Emily Tavoulareas / Feb 18, 2025

Emily Tavoulareas was a founding member of the first agency-level team of the US Digital Service and served as Senior Policy Advisor to the US Chief Technology Officer at the White House.

Demonstrators hold signs during a rally for federal workers at the US Capitol in Washington, DC, US, on Tuesday, Feb. 11, 2025. (Tierney L. Cross/Bloomberg via Getty Images)

I was a founding member of the US Digital Service, the organization that as of January 20 became the US DOGE Service following an executive order under President Donald Trump. I have remained fairly silent over the past few weeks, largely because I have been processing the reality of an organization dedicated to improving government services being repurposed into the vector of destruction of those very same services.

Less than a month after the renaming and restructuring of USDS, many of its employees have been fired. This includes people like the official who was in charge of information security for the Veterans Affairs website, VA.gov — one of USDS’s greatest success stories, and a website with millions of users per month, not to mention massive amounts of veterans' personal information.

At dizzying speed, we have seen the US DOGE Service take effective control of critical systems, data, and infrastructure—in a word, power—across the federal government. As I helplessly watch, I am coming to terms with the fact that the Trump Administration seems to understand something that few others do: Technical infrastructure is the infrastructure of *everything.* It can accelerate or obstruct policy goals.

I, and many of my colleagues, have spent the better part of the past ten years trying to convince lawmakers, academia, and the media of exactly this. That it has been largely dismissed would be an understatement. Now, I fear the lesson is being taught in the hardest (and potentially most irreversible) way possible.

Technology is the tip of the spear.

For the US Digital Service, broken websites or applications were often the tip of the spear that would enable us to go beyond the visible problem, and both understand and address the real problems that were in the invisible layers below it. Those problems might be the technical system itself—or more likely procurement, hiring issues, outdated or misinterpreted policies, convoluted business processes, or some combination of all of these things.

Technology (and implementation more broadly) has long been dismissed as an afterthought by policy experts both inside and outside of the government. Over decades, the US government systematically outsourced technology to the private sector through multi-billion dollar contracts. Today, government employees largely do not design or build products or systems, they “manage” implementation of systems developed by contractors or consultants.

In this formulation, technology is subordinate to the policy work, when the truth is that policy is inextricably entangled with technology. Separating policy from the technology it depends on has been a root cause of much of the dysfunction we have grappled with across government for decades.

Technology is not an extra thing that you add onto government programs and services—it IS the service. It’s not an extra thing that you add into the institution—it is the spinal cord of the institution. Sort of like how cars are no longer mechanical, they are now computers wrapped in metal. People working in tech understand this implicitly.

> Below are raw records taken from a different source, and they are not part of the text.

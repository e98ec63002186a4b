//! Job repository boundary.
//!
//! Transactional storage for job records and their append-only logs. Every
//! mutation the worker performs is a single-row update keyed by job id; no
//! cross-row transactions are required.

pub mod in_memory;
pub mod postgres;

use std::sync::Arc;

use async_trait::async_trait;

use relay_core::{DomainError, Job, JobId, JobLog, JobStatus, NewJob, NewJobLog};

pub use in_memory::InMemoryJobRepository;
pub use postgres::PostgresJobRepository;

/// Repository error.
#[derive(Debug, thiserror::Error)]
pub enum RepositoryError {
    #[error("job not found: {0}")]
    NotFound(JobId),

    #[error(transparent)]
    Validation(#[from] DomainError),

    #[error("storage error: {0}")]
    Storage(String),

    #[error("corrupt row: {0}")]
    Corrupt(String),
}

/// Job repository abstraction.
#[async_trait]
pub trait JobRepository: Send + Sync {
    /// Fetch a job by id (`None` if it does not exist).
    async fn get_job(&self, id: JobId) -> Result<Option<Job>, RepositoryError>;

    /// All jobs currently `pending`, oldest first.
    async fn list_pending_jobs(&self) -> Result<Vec<Job>, RepositoryError>;

    /// All jobs, oldest first.
    async fn list_jobs(&self) -> Result<Vec<Job>, RepositoryError>;

    /// Create a job in `pending` with creation defaults applied.
    async fn create_job(&self, job: NewJob) -> Result<Job, RepositoryError>;

    /// Persist a new status and retry count for a job.
    async fn update_job_status(
        &self,
        id: JobId,
        status: JobStatus,
        retries: u32,
    ) -> Result<Job, RepositoryError>;

    /// Append a log entry.
    async fn create_job_log(&self, log: NewJobLog) -> Result<JobLog, RepositoryError>;

    /// Log entries for a job, in append order.
    async fn list_job_logs(&self, job_id: JobId) -> Result<Vec<JobLog>, RepositoryError>;
}

#[async_trait]
impl<R> JobRepository for Arc<R>
where
    R: JobRepository + ?Sized,
{
    async fn get_job(&self, id: JobId) -> Result<Option<Job>, RepositoryError> {
        (**self).get_job(id).await
    }

    async fn list_pending_jobs(&self) -> Result<Vec<Job>, RepositoryError> {
        (**self).list_pending_jobs().await
    }

    async fn list_jobs(&self) -> Result<Vec<Job>, RepositoryError> {
        (**self).list_jobs().await
    }

    async fn create_job(&self, job: NewJob) -> Result<Job, RepositoryError> {
        (**self).create_job(job).await
    }

    async fn update_job_status(
        &self,
        id: JobId,
        status: JobStatus,
        retries: u32,
    ) -> Result<Job, RepositoryError> {
        (**self).update_job_status(id, status, retries).await
    }

    async fn create_job_log(&self, log: NewJobLog) -> Result<JobLog, RepositoryError> {
        (**self).create_job_log(log).await
    }

    async fn list_job_logs(&self, job_id: JobId) -> Result<Vec<JobLog>, RepositoryError> {
        (**self).list_job_logs(job_id).await
    }
}
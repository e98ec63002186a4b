//! Simulated backend for demos and tests.
//!
//! Payload fields:
//! - `fail: true` → the attempt fails with "simulated job failure"
//! - `sleep: N` → the attempt takes `N` seconds (default 2)

use std::time::Duration;

use async_trait::async_trait;
use serde_json::Value;
use tracing::debug;

use super::{ExecutionBackend, ExecutionError, ExecutionOutput};

const DEFAULT_SLEEP: Duration = Duration::from_secs(2);

#[derive(Debug, Clone, Default)]
pub struct SimulatedBackend;

impl SimulatedBackend {
    pub fn new() -> Self {
        Self
    }

    fn sleep_for(payload: &Value) -> Result<Duration, ExecutionError> {
        match payload.get("sleep") {
            None | Some(Value::Null) => Ok(DEFAULT_SLEEP),
            Some(v) => v
                .as_f64()
                .and_then(|secs| Duration::try_from_secs_f64(secs).ok())
                .ok_or_else(|| {
                    ExecutionError::InvalidPayload(format!(
                        "`sleep` must be a non-negative number of seconds, got {v}"
                    ))
                }),
        }
    }
}

#[async_trait]
impl ExecutionBackend for SimulatedBackend {
    async fn execute(&self, payload: &Value) -> Result<ExecutionOutput, ExecutionError> {
        if payload.get("fail").and_then(Value::as_bool) == Some(true) {
            return Err(ExecutionError::Failed("simulated job failure".to_string()));
        }

        let sleep = Self::sleep_for(payload)?;
        debug!(sleep_ms = sleep.as_millis() as u64, "simulating job work");
        tokio::time::sleep(sleep).await;

        Ok(ExecutionOutput::with_exit_code(0))
    }
}

#[cfg(test)]
mod tests {
    use super::*;
    use serde_json::json;

    #[tokio::test(start_paused = true)]
    async fn sleeps_for_requested_seconds() {
        let start = tokio::time::Instant::now();
        let out = SimulatedBackend::new()
            .execute(&json!({ "sleep": 1 }))
            .await
            .unwrap();
        assert_eq!(out.exit_code, Some(0));
        assert_eq!(start.elapsed(), Duration::from_secs(1));
    }

    #[tokio::test(start_paused = true)]
    async fn defaults_to_two_seconds() {
        let start = tokio::time::Instant::now();
        SimulatedBackend::new().execute(&json!({})).await.unwrap();
        assert_eq!(start.elapsed(), DEFAULT_SLEEP);
    }

    #[tokio::test]
    async fn fail_flag_fails() {
        let err = SimulatedBackend::new()
            .execute(&json!({ "fail": true }))
            .await
            .unwrap_err();
        assert_eq!(err, ExecutionError::Failed("simulated job failure".into()));
    }

    #[tokio::test]
    async fn out_of_range_sleep_is_invalid() {
        for sleep in [json!(-1), json!(1e30), json!("soon")] {
            let err = SimulatedBackend::new()
                .execute(&json!({ "sleep": sleep }))
                .await
                .unwrap_err();
            assert!(matches!(err, ExecutionError::InvalidPayload(_)), "{err:?}");
        }
    }

    #[tokio::test]
    async fn huge_sleep_fails_without_panicking_the_task() {
        let joined = tokio::spawn(async {
            SimulatedBackend::new()
                .execute(&json!({ "sleep": 1e30 }))
                .await
        })
        .await;
        assert!(matches!(joined, Ok(Err(ExecutionError::InvalidPayload(_)))));
    }
}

The US DOGE Service recognizes that technical infrastructure is not just the infrastructure of websites and apps—it is the infrastructure of everything, and they are now in control of it.

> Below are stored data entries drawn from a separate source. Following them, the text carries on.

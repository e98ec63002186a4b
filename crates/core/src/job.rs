//! Job record and status machine.

use std::time::Duration;

use chrono::{DateTime, Utc};
use serde::{Deserialize, Serialize};

use crate::error::DomainError;
use crate::id::JobId;
use crate::retry::RetryDecision;

/// Execution deadline applied when a job carries no positive `timeout_seconds`.
pub const DEFAULT_EXECUTION_TIMEOUT: Duration = Duration::from_secs(30);

/// Retry ceiling applied at creation when the caller gives none.
pub const DEFAULT_MAX_RETRIES: u32 = 3;

/// Job execution status.
///
/// ```text
/// pending --claim--> in_progress --success--> completed
///                    in_progress --failure, retries <  max--> pending
///                    in_progress --failure, retries >= max--> dead
/// ```
///
/// `Failed` is a legacy terminal state kept so older rows still load; the
/// worker never writes it.
#[derive(Debug, Copy, Clone, PartialEq, Eq, Hash, Serialize, Deserialize)]
#[serde(rename_all = "snake_case")]
pub enum JobStatus {
    /// Waiting to be claimed
    Pending,
    /// Owned by exactly one worker
    InProgress,
    /// Finished successfully
    Completed,
    /// Legacy exhausted-retry state
    Failed,
    /// Exhausted retries (dead-letter)
    Dead,
}

impl JobStatus {
    pub fn as_str(&self) -> &'static str {
        match self {
            JobStatus::Pending => "pending",
            JobStatus::InProgress => "in_progress",
            JobStatus::Completed => "completed",
            JobStatus::Failed => "failed",
            JobStatus::Dead => "dead",
        }
    }

    /// Only pending jobs may be claimed for execution.
    pub fn is_claimable(&self) -> bool {
        matches!(self, JobStatus::Pending)
    }

    pub fn is_terminal(&self) -> bool {
        matches!(self, JobStatus::Completed | JobStatus::Failed | JobStatus::Dead)
    }

    /// Whether the worker's state machine allows moving from `self` to `next`.
    pub fn can_transition_to(&self, next: JobStatus) -> bool {
        matches!(
            (self, next),
            (JobStatus::Pending, JobStatus::InProgress)
                | (JobStatus::InProgress, JobStatus::Completed)
                | (JobStatus::InProgress, JobStatus::Pending)
                | (JobStatus::InProgress, JobStatus::Dead)
        )
    }
}

impl core::fmt::Display for JobStatus {
    fn fmt(&self, f: &mut core::fmt::Formatter<'_>) -> core::fmt::Result {
        f.write_str(self.as_str())
    }
}

impl core::str::FromStr for JobStatus {
    type Err = DomainError;

    fn from_str(s: &str) -> Result<Self, Self::Err> {
        match s {
            "pending" => Ok(JobStatus::Pending),
            "in_progress" => Ok(JobStatus::InProgress),
            "completed" => Ok(JobStatus::Completed),
            "failed" => Ok(JobStatus::Failed),
            "dead" => Ok(JobStatus::Dead),
            other => Err(DomainError::UnknownStatus(other.to_string())),
        }
    }
}

/// A persisted job.
#[derive(Debug, Clone, PartialEq, Serialize, Deserialize)]
pub struct Job {
    pub id: JobId,
    pub parent_job_id: Option<JobId>,
    pub title: String,
    pub description: Option<String>,
    /// Opaque document, interpreted only by the execution backend.
    pub payload: serde_json::Value,
    pub status: JobStatus,
    /// Retries already scheduled (starts at 0).
    pub retries: u32,
    pub max_retries: u32,
    pub timeout_seconds: Option<i32>,
    pub created_at: DateTime<Utc>,
}

impl Job {
    /// Deadline for one execution attempt.
    pub fn execution_timeout(&self, default: Duration) -> Duration {
        match self.timeout_seconds {
            Some(secs) if secs > 0 => Duration::from_secs(secs as u64),
            _ => default,
        }
    }

    /// Decide what happens after a failed attempt.
    pub fn retry_decision(&self) -> RetryDecision {
        RetryDecision::after_failure(self.retries, self.max_retries)
    }
}

/// Parameters for creating a job (what the external API submits).
#[derive(Debug, Clone, Default, PartialEq, Serialize, Deserialize)]
pub struct NewJob {
    pub parent_job_id: Option<JobId>,
    pub title: String,
    #[serde(default)]
    pub description: Option<String>,
    pub payload: serde_json::Value,
    /// Negative or absent means [`DEFAULT_MAX_RETRIES`]; 0 disables retries.
    #[serde(default)]
    pub max_retries: Option<i32>,
    /// Non-positive or absent means [`DEFAULT_EXECUTION_TIMEOUT`].
    #[serde(default)]
    pub timeout_seconds: Option<i32>,
}

impl NewJob {
    pub fn new(title: impl Into<String>, payload: serde_json::Value) -> Self {
        Self {
            title: title.into(),
            payload,
            ..Default::default()
        }
    }

    pub fn with_max_retries(mut self, max_retries: i32) -> Self {
        self.max_retries = Some(max_retries);
        self
    }

    pub fn with_timeout_seconds(mut self, secs: i32) -> Self {
        self.timeout_seconds = Some(secs);
        self
    }

    pub fn with_parent(mut self, parent: JobId) -> Self {
        self.parent_job_id = Some(parent);
        self
    }

    pub fn validate(&self) -> Result<(), DomainError> {
        if self.title.trim().is_empty() {
            return Err(DomainError::validation("title is required"));
        }
        if self.payload.is_null() {
            return Err(DomainError::validation("payload is required"));
        }
        Ok(())
    }

    /// Retry ceiling after applying creation defaults.
    ///
    /// An explicit `0` is kept: it means "never retry".
    pub fn resolved_max_retries(&self) -> u32 {
        match self.max_retries {
            Some(n) if n >= 0 => n as u32,
            _ => DEFAULT_MAX_RETRIES,
        }
    }

    /// Timeout after applying creation defaults.
    pub fn resolved_timeout_seconds(&self) -> i32 {
        match self.timeout_seconds {
            Some(n) if n > 0 => n,
            _ => DEFAULT_EXECUTION_TIMEOUT.as_secs() as i32,
        }
    }
}

#[cfg(test)]
mod tests {
    use super::*;

    fn job(timeout_seconds: Option<i32>) -> Job {
        Job {
            id: JobId::new(1).unwrap(),
            parent_job_id: None,
            title: "t".into(),
            description: None,
            payload: serde_json::json!({}),
            status: JobStatus::Pending,
            retries: 0,
            max_retries: 3,
            timeout_seconds,
            created_at: Utc::now(),
        }
    }

    #[test]
    fn timeout_falls_back_to_default() {
        let default = DEFAULT_EXECUTION_TIMEOUT;
        assert_eq!(job(None).execution_timeout(default), default);
        assert_eq!(job(Some(0)).execution_timeout(default), default);
        assert_eq!(job(Some(-5)).execution_timeout(default), default);
        assert_eq!(job(Some(7)).execution_timeout(default), Duration::from_secs(7));
    }

    #[test]
    fn status_round_trips_through_strings() {
        for s in [
            JobStatus::Pending,
            JobStatus::InProgress,
            JobStatus::Completed,
            JobStatus::Failed,
            JobStatus::Dead,
        ] {
            assert_eq!(s.as_str().parse::<JobStatus>().unwrap(), s);
        }
        assert!("running".parse::<JobStatus>().is_err());
    }

    #[test]
    fn only_pending_is_claimable() {
        assert!(JobStatus::Pending.is_claimable());
        assert!(!JobStatus::InProgress.is_claimable());
        assert!(!JobStatus::Completed.is_claimable());
        assert!(!JobStatus::Dead.is_claimable());
    }

    #[test]
    fn worker_never_transitions_into_failed() {
        let all = [
            JobStatus::Pending,
            JobStatus::InProgress,
            JobStatus::Completed,
            JobStatus::Failed,
            JobStatus::Dead,
        ];
        for from in all {
            assert!(!from.can_transition_to(JobStatus::Failed));
        }
        assert!(JobStatus::InProgress.can_transition_to(JobStatus::Dead));
        assert!(!JobStatus::Completed.can_transition_to(JobStatus::Pending));
    }

    #[test]
    fn new_job_defaults() {
        let new = NewJob::new("t", serde_json::json!({"sleep": 1}));
        assert_eq!(new.resolved_max_retries(), DEFAULT_MAX_RETRIES);
        assert_eq!(new.resolved_timeout_seconds(), 30);

        let new = new.with_max_retries(0).with_timeout_seconds(-1);
        assert_eq!(new.resolved_max_retries(), 0);
        assert_eq!(new.resolved_timeout_seconds(), 30);
    }

    #[test]
    fn new_job_requires_title_and_payload() {
        assert!(NewJob::new("", serde_json::json!({})).validate().is_err());
        assert!(NewJob::new("t", serde_json::Value::Null).validate().is_err());
        assert!(NewJob::new("t", serde_json::json!({})).validate().is_ok());
    }
}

What is government technology in service of, if not people?

Based on the executive orders establishing its remit and powers (a second order was issued just last week), the focus of the US DOGE Service is, at least on paper: (1) efficiency, (2) cost-cutting, (3) software modernization.

Of these, the overlap with the mission of the US Digital Service is in software modernization. So far, the work of the US DOGE Service seems to be exclusively focused on cost-cutting. Let’s assume for a moment that the US DOGE Service eventually does pursue an effort to “... improve the quality and efficiency of government-wide software, network infrastructure, and information technology (IT) systems.” Quality and efficiency of technology is the goal here.

The mission of the US Digital Service was to deliver better government services to the American people through technology and design.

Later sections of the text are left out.